Cross-Validation

Why

When you have training set and test set for model selection, one idea would be use the training set to estimate parameters for each model candidate, and then choose the model generates the least error to test data.

However, an extra parameter was chosen using the test set -> the generalisation error is underestimated.

How

split the data set into:
- training set
- cross validation set (= validation/development/cv set)
- test set
the ratios
- traditionally, the ratios are train-dev-test = 70%-20%-20%
- for large data set or in deep learning, the ratios can be train-dev-test = 98%-1%-1%
- the dev and test sets should have similar distributions
correspondingly, you will have training error, cross validation error, and test error (i.e. Cost Functions without regularization terms)

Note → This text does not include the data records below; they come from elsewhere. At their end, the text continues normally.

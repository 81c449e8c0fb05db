// FeatureExtractor - windowed feature extraction for tremor classification
//
// Extracts the features used to decide whether a window of filtered motion
// contains tremor and how severe it is.
//
// Module organization:
// - types: Data structures (FeatureVector)
// - fft: Magnitude spectrum computation with Hann windowing
// - spectral: Frequency-domain features (dominant frequency, band power ratio)
// - temporal: Time-domain features (RMS amplitude)
// - mod.rs: Coordinator (FeatureExtractor)
//
// Spectral features are taken from the most energetic axis so a tremor that
// expresses mainly in one plane is not diluted by the quiet axes; RMS
// amplitude combines all three axes.

pub mod fft;
mod spectral;
mod temporal;
mod types;

pub use fft::MIN_TRANSFORM_LEN;
pub use types::FeatureVector;

use fft::FftProcessor;
use spectral::SpectralFeatures;
use temporal::TemporalFeatures;

use crate::analysis::window::Window;
use crate::error::AnalysisError;

/// FeatureExtractor coordinates the feature extraction pipeline
///
/// Deterministic: identical windows always yield identical features.
pub struct FeatureExtractor {
    fft_processor: FftProcessor,
    spectral_features: SpectralFeatures,
    band_low_hz: f32,
    band_high_hz: f32,
}

impl FeatureExtractor {
    /// Create an extractor for the given rate, window length, and band
    ///
    /// # Arguments
    /// * `sample_rate` - Sensor sample rate in Hz
    /// * `window_len` - Nominal window length in samples (sizes the FFT)
    /// * `band_low_hz` / `band_high_hz` - Tremor band edges
    pub fn new(sample_rate: f32, window_len: usize, band_low_hz: f32, band_high_hz: f32) -> Self {
        let fft_processor = FftProcessor::new(sample_rate, window_len);
        let spectral_features = SpectralFeatures::new(fft_processor.bin_width_hz());

        Self {
            fft_processor,
            spectral_features,
            band_low_hz,
            band_high_hz,
        }
    }

    /// Extract all features from one window
    ///
    /// 1. Compute per-axis magnitude spectra
    /// 2. Pick the axis with the most tremor-band power
    /// 3. Dominant frequency and band ratio from that axis
    /// 4. RMS amplitude across all axes
    ///
    /// # Returns
    /// * `Ok(FeatureVector)` - Extracted features
    /// * `Err(AnalysisError::InsufficientData)` - Window shorter than the
    ///   minimum transform length
    pub fn extract(&self, window: &Window) -> Result<FeatureVector, AnalysisError> {
        if window.len() < MIN_TRANSFORM_LEN {
            return Err(AnalysisError::InsufficientData {
                required: MIN_TRANSFORM_LEN,
                available: window.len(),
            });
        }

        let samples = window.samples();
        let axes: [Vec<f32>; 3] = [
            samples.iter().map(|s| s.x).collect(),
            samples.iter().map(|s| s.y).collect(),
            samples.iter().map(|s| s.z).collect(),
        ];

        // Spectrum of each axis, keeping the one with the most band power
        let mut best_spectrum: Option<Vec<f32>> = None;
        let mut best_band_power = f32::MIN;
        for axis in &axes {
            let spectrum = self.fft_processor.magnitude_spectrum(axis);
            let band_power = self.band_power(&spectrum);
            if band_power > best_band_power {
                best_band_power = band_power;
                best_spectrum = Some(spectrum);
            }
        }
        let spectrum = best_spectrum.unwrap_or_default();

        let dominant_frequency_hz = self.spectral_features.dominant_frequency(&spectrum);
        let band_power_ratio =
            self.spectral_features
                .band_power_ratio(&spectrum, self.band_low_hz, self.band_high_hz);
        let amplitude_rms = TemporalFeatures::compute_rms(samples);

        Ok(FeatureVector {
            dominant_frequency_hz,
            band_power_ratio,
            amplitude_rms,
        })
    }

    /// Absolute tremor-band power of one spectrum
    fn band_power(&self, spectrum: &[f32]) -> f32 {
        let bin_width = self.fft_processor.bin_width_hz();
        spectrum
            .iter()
            .enumerate()
            .skip(1)
            .filter(|(i, _)| {
                let freq = *i as f32 * bin_width;
                freq >= self.band_low_hz && freq <= self.band_high_hz
            })
            .map(|(_, &mag)| mag * mag)
            .sum()
    }
}
use std::fs;
use std::path::PathBuf;
use std::process::ExitCode;

use anyhow::{bail, Context, Result};
use clap::{Parser, Subcommand};
use tremor_core::{AppConfig, Sample, TremorPipeline, WindowResult};

#[derive(Parser, Debug)]
#[command(
    name = "tremor-cli",
    about = "Offline tremor analysis harness for accelerometer recordings"
)]
struct Cli {
    /// Path to a JSON config file (omitted sections fall back to defaults)
    #[arg(long)]
    config: Option<PathBuf>,
    #[command(subcommand)]
    command: Commands,
}

#[derive(Subcommand, Debug)]
enum Commands {
    /// Analyze a CSV recording (timestamp_us,x,y,z per line) and print the summary
    Analyze {
        #[arg(long)]
        input: PathBuf,
        /// Also stream each classified window as a JSON line
        #[arg(long)]
        windows: bool,
        /// Write the session summary to a file instead of stdout
        #[arg(long)]
        output: Option<PathBuf>,
    },
    /// Analyze a synthetic sine tremor, for smoke-testing the pipeline
    Synth {
        /// Oscillation frequency in Hz
        #[arg(long, default_value_t = 6.0)]
        frequency: f32,
        /// Peak acceleration in m/s^2
        #[arg(long, default_value_t = 0.5)]
        amplitude: f32,
        /// Recording length in seconds
        #[arg(long, default_value_t = 10.0)]
        seconds: f32,
    },
    /// Print the effective configuration as JSON
    DumpConfig,
}

fn main() -> ExitCode {
    tracing_subscriber::fmt::init();
    match run() {
        Ok(code) => code,
        Err(err) => {
            eprintln!("Error: {err:?}");
            ExitCode::from(1)
        }
    }
}

fn run() -> Result<ExitCode> {
    let cli = Cli::parse();
    let config = match &cli.config {
        Some(path) => AppConfig::load_from_file(path),
        None => AppConfig::default(),
    };

    match cli.command {
        Commands::Analyze {
            input,
            windows,
            output,
        } => run_analyze(&config, &input, windows, output),
        Commands::Synth {
            frequency,
            amplitude,
            seconds,
        } => run_synth(&config, frequency, amplitude, seconds),
        Commands::DumpConfig => {
            println!("{}", serde_json::to_string_pretty(&config)?);
            Ok(ExitCode::SUCCESS)
        }
    }
}

fn run_analyze(
    config: &AppConfig,
    input: &PathBuf,
    stream_windows: bool,
    output: Option<PathBuf>,
) -> Result<ExitCode> {
    let samples = load_csv(input)?;
    if samples.is_empty() {
        bail!("no samples in {}", input.display());
    }

    let mut pipeline =
        TremorPipeline::new(config).context("building pipeline from configuration")?;
    pipeline.start_session()?;

    for sample in samples {
        let results = pipeline.ingest(sample)?;
        if stream_windows {
            emit_windows(&results)?;
        }
    }

    let summary = pipeline.stop_session()?;
    let json = serde_json::to_string_pretty(&summary)?;
    match output {
        Some(path) => fs::write(&path, json)
            .with_context(|| format!("writing summary to {}", path.display()))?,
        None => println!("{}", json),
    }
    Ok(ExitCode::SUCCESS)
}

fn run_synth(config: &AppConfig, frequency: f32, amplitude: f32, seconds: f32) -> Result<ExitCode> {
    if seconds <= 0.0 {
        bail!("seconds must be positive");
    }

    let sample_rate = config.sampling.sample_rate_hz;
    let interval_us = (1_000_000.0 / sample_rate).round() as u64;
    let count = (seconds * sample_rate) as u64;

    let mut pipeline =
        TremorPipeline::new(config).context("building pipeline from configuration")?;
    pipeline.start_session()?;

    for i in 0..count {
        let ts = i * interval_us;
        let t = ts as f32 / 1_000_000.0;
        let x = amplitude * (2.0 * std::f32::consts::PI * frequency * t).sin();
        let results = pipeline.ingest(Sample::new(ts, x, 0.0, 9.81))?;
        emit_windows(&results)?;
    }

    let summary = pipeline.stop_session()?;
    println!("{}", serde_json::to_string_pretty(&summary)?);
    Ok(ExitCode::SUCCESS)
}

fn emit_windows(results: &[WindowResult]) -> Result<()> {
    for result in results {
        println!("{}", serde_json::to_string(result)?);
    }
    Ok(())
}

/// Parse `timestamp_us,x,y,z` lines; a non-numeric first line is a header
fn load_csv(path: &PathBuf) -> Result<Vec<Sample>> {
    let text =
        fs::read_to_string(path).with_context(|| format!("reading {}", path.display()))?;

    let mut samples = Vec::new();
    for (index, line) in text.lines().enumerate() {
        let line = line.trim();
        if line.is_empty() {
            continue;
        }
        let fields: Vec<&str> = line.split(',').map(str::trim).collect();
        if fields.len() != 4 {
            bail!("line {}: expected 4 fields, got {}", index + 1, fields.len());
        }
        let timestamp_us: u64 = match fields[0].parse() {
            Ok(ts) => ts,
            Err(_) if index == 0 => continue,
            Err(err) => bail!("line {}: bad timestamp: {}", index + 1, err),
        };
        let parse_axis = |field: &str, name: &str| -> Result<f32> {
            field
                .parse()
                .with_context(|| format!("line {}: bad {} value", index + 1, name))
        };
        samples.push(Sample::new(
            timestamp_us,
            parse_axis(fields[1], "x")?,
            parse_axis(fields[2], "y")?,
            parse_axis(fields[3], "z")?,
        ));
    }
    Ok(samples)
}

Types of cross-validation techniques

Leave p out cross-validation ( (LpOCV)
- using $p$ observation as validation data
Leave one out cross-validation
- a special case of LpOCV where $p = 1$
Holdout cross-validation
- such as 70% for training, 30 % for testing
k-fold cross-validation
- It divides the sample in a number of chunks, called “folds.” The model is asked to predict each fold, after training on all the others.
- How does it work:
  - equally partition data into k subparts or folds
  - -> out of the k-folds or groups, for each iteration, one group is selected as validation data, and the remaining (k-1) groups are selected as training data
  - -> iterate k times
- The final accuracy of the model is computed by taking the mean accuracy of the k-models validation data.
Stratified k-fold cross-validation
- = a k-fold cross-validation for imbalanced dataset
Repeated random subsampling validation (Monte Carlo cross-validation)
- It splits the dataset randomly into training and validation
- The number of iterations is not fixed and decided by analysis.
- The final accuracy of the model is computed by taking the mean accuracy over the splits.
Time Series cross-validation
- It splits data into train and validation according to the time: forward chaining method or rolling cross-validation
- The chance of choice of train and validation data is forwarded for further iterations:
Nested cross-validation
An improved cross-validation: Pareto-smoothed importance sampling cross-validation (PSIS)

Example: cross-validation for model selection

determine model options: number in polynomial/number of layers in neural network...
compute the model that generated least cross validation errors
then estimate the generalization error of the test set